• _ASSIGNMENT_:
Repeat each line of the material below exactly.

• _SUPPLIED DATA_:
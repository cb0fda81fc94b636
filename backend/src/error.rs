use actix_web::{HttpResponse, ResponseError};
use std::collections::BTreeMap;
use validator::ValidationErrors;

#[derive(Debug, thiserror::Error)]
pub enum AppError {
    #[error("Database error: {0}")]
    Database(#[from] sqlx::Error),

    #[error("Migration error: {0}")]
    Migration(#[from] sqlx::migrate::MigrateError),

    #[error("Configuration error: {0}")]
    Config(#[from] config::ConfigError),

    #[error("IO error: {0}")]
    Io(#[from] std::io::Error),

    #[error("JWT error: {0}")]
    Jwt(#[from] jsonwebtoken::errors::Error),

    #[error("Session data error: {0}")]
    SessionData(#[from] serde_json::Error),

    #[error("Validation error: {0}")]
    Validation(String),

    #[error("Invalid form input")]
    InvalidForm(BTreeMap<String, Vec<String>>),

    #[error("Authentication error: {0}")]
    Authentication(String),

    #[error("Forbidden: {0}")]
    Forbidden(String),

    #[error("Not found: {0}")]
    NotFound(String),

    #[error("Conflict: {0}")]
    Conflict(String),

    #[error("Internal server error: {0}")]
    Internal(String),
}

impl AppError {
    /// Single-field form error
    pub fn field(field: &str, message: impl Into<String>) -> Self {
        let mut fields = BTreeMap::new();
        fields.insert(field.to_string(), vec![message.into()]);
        AppError::InvalidForm(fields)
    }
}

impl From<ValidationErrors> for AppError {
    fn from(errors: ValidationErrors) -> Self {
        let fields = errors
            .field_errors()
            .into_iter()
            .map(|(field, errs)| {
                let codes = errs
                    .iter()
                    .map(|e| {
                        e.message
                            .as_ref()
                            .map(|m| m.to_string())
                            .unwrap_or_else(|| e.code.to_string())
                    })
                    .collect();
                (field.to_string(), codes)
            })
            .collect();
        AppError::InvalidForm(fields)
    }
}

impl ResponseError for AppError {
    fn error_response(&self) -> HttpResponse {
        match self {
            AppError::Validation(msg) => HttpResponse::BadRequest().json(ErrorResponse {
                error: "validation_error".to_string(),
                message: msg.clone(),
                fields: None,
            }),
            AppError::InvalidForm(fields) => HttpResponse::BadRequest().json(ErrorResponse {
                error: "validation_error".to_string(),
                message: "Please correct the errors below.".to_string(),
                fields: Some(fields.clone()),
            }),
            AppError::Authentication(msg) => HttpResponse::Unauthorized().json(ErrorResponse {
                error: "authentication_error".to_string(),
                message: msg.clone(),
                fields: None,
            }),
            AppError::Forbidden(msg) => HttpResponse::Forbidden().json(ErrorResponse {
                error: "authorization_error".to_string(),
                message: msg.clone(),
                fields: None,
            }),
            AppError::NotFound(msg) => HttpResponse::NotFound().json(ErrorResponse {
                error: "not_found".to_string(),
                message: msg.clone(),
                fields: None,
            }),
            AppError::Conflict(msg) => HttpResponse::Conflict().json(ErrorResponse {
                error: "conflict".to_string(),
                message: msg.clone(),
                fields: None,
            }),
            other => {
                tracing::error!("Request failed: {}", other);
                HttpResponse::InternalServerError().json(ErrorResponse {
                    error: "internal_server_error".to_string(),
                    message: "Something went wrong. Please try again.".to_string(),
                    fields: None,
                })
            }
        }
    }
}

#[derive(Debug, serde::Serialize)]
struct ErrorResponse {
    error: String,
    message: String,
    #[serde(skip_serializing_if = "Option::is_none")]
    fields: Option<BTreeMap<String, Vec<String>>>,
}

• _RESPONSE TO THE TASK_:
repository cb0fda81fc94b636
filename backend/src/error.rs
use actix_web::{HttpResponse, ResponseError};
use std::collections::BTreeMap;
use validator::ValidationErrors;

#[derive(Debug, thiserror::Error)]
pub enum AppError {
    #[error("Database error: {0}")]
    Database(#[from] sqlx::Error),

    #[error("Migration error: {0}")]
    Migration(#[from] sqlx::migrate::MigrateError),

    #[error("Configuration error: {0}")]
    Config(#[from] config::ConfigError),

    #[error("IO error: {0}")]
    Io(#[from] std::io::Error),

    #[error("JWT error: {0}")]
    Jwt(#[from] jsonwebtoken::errors::Error),

    #[error("Session data error: {0}")]
    SessionData(#[from] serde_json::Error),

    #[error("Validation error: {0}")]
    Validation(String),

    #[error("Invalid form input")]
    InvalidForm(BTreeMap<String, Vec<String>>),

    #[error("Authentication error: {0}")]
    Authentication(String),

    #[error("Forbidden: {0}")]
    Forbidden(String),

    #[error("Not found: {0}")]
    NotFound(String),

    #[error("Conflict: {0}")]
    Conflict(String),

    #[error("Internal server error: {0}")]
    Internal(String),
}

impl AppError {
    /// Single-field form error
    pub fn field(field: &str, message: impl Into<String>) -> Self {
        let mut fields = BTreeMap::new();
        fields.insert(field.to_string(), vec![message.into()]);
        AppError::InvalidForm(fields)
    }
}

impl From<ValidationErrors> for AppError {
    fn from(errors: ValidationErrors) -> Self {
        let fields = errors
            .field_errors()
            .into_iter()
            .map(|(field, errs)| {
                let codes = errs
                    .iter()
                    .map(|e| {
                        e.message
                            .as_ref()
                            .map(|m| m.to_string())
                            .unwrap_or_else(|| e.code.to_string())
                    })
                    .collect();
                (field.to_string(), codes)
            })
            .collect();
        AppError::InvalidForm(fields)
    }
}

impl ResponseError for AppError {
    fn error_response(&self) -> HttpResponse {
        match self {
            AppError::Validation(msg) => HttpResponse::BadRequest().json(ErrorResponse {
                error: "validation_error".to_string(),
                message: msg.clone(),
                fields: None,
            }),
            AppError::InvalidForm(fields) => HttpResponse::BadRequest().json(ErrorResponse {
                error: "validation_error".to_string(),
                message: "Please correct the errors below.".to_string(),
                fields: Some(fields.clone()),
            }),
            AppError::Authentication(msg) => HttpResponse::Unauthorized().json(ErrorResponse {
                error: "authentication_error".to_string(),
                message: msg.clone(),
                fields: None,
            }),
            AppError::Forbidden(msg) => HttpResponse::Forbidden().json(ErrorResponse {
                error: "authorization_error".to_string(),
                message: msg.clone(),
                fields: None,
            }),
            AppError::NotFound(msg) => HttpResponse::NotFound().json(ErrorResponse {
                error: "not_found".to_string(),
                message: msg.clone(),
                fields: None,
            }),
            AppError::Conflict(msg) => HttpResponse::Conflict().json(ErrorResponse {
                error: "conflict".to_string(),
                message: msg.clone(),
                fields: None,
            }),
            other => {
                tracing::error!("Request failed: {}", other);
                HttpResponse::InternalServerError().json(ErrorResponse {
                    error: "internal_server_error".to_string(),
                    message: "Something went wrong. Please try again.".to_string(),
                    fields: None,
                })
            }
        }
    }
}

#[derive(Debug, serde::Serialize)]
struct ErrorResponse {
    error: String,
    message: String,
    #[serde(skip_serializing_if = "Option::is_none")]
    fields: Option<BTreeMap<String, Vec<String>>>,
}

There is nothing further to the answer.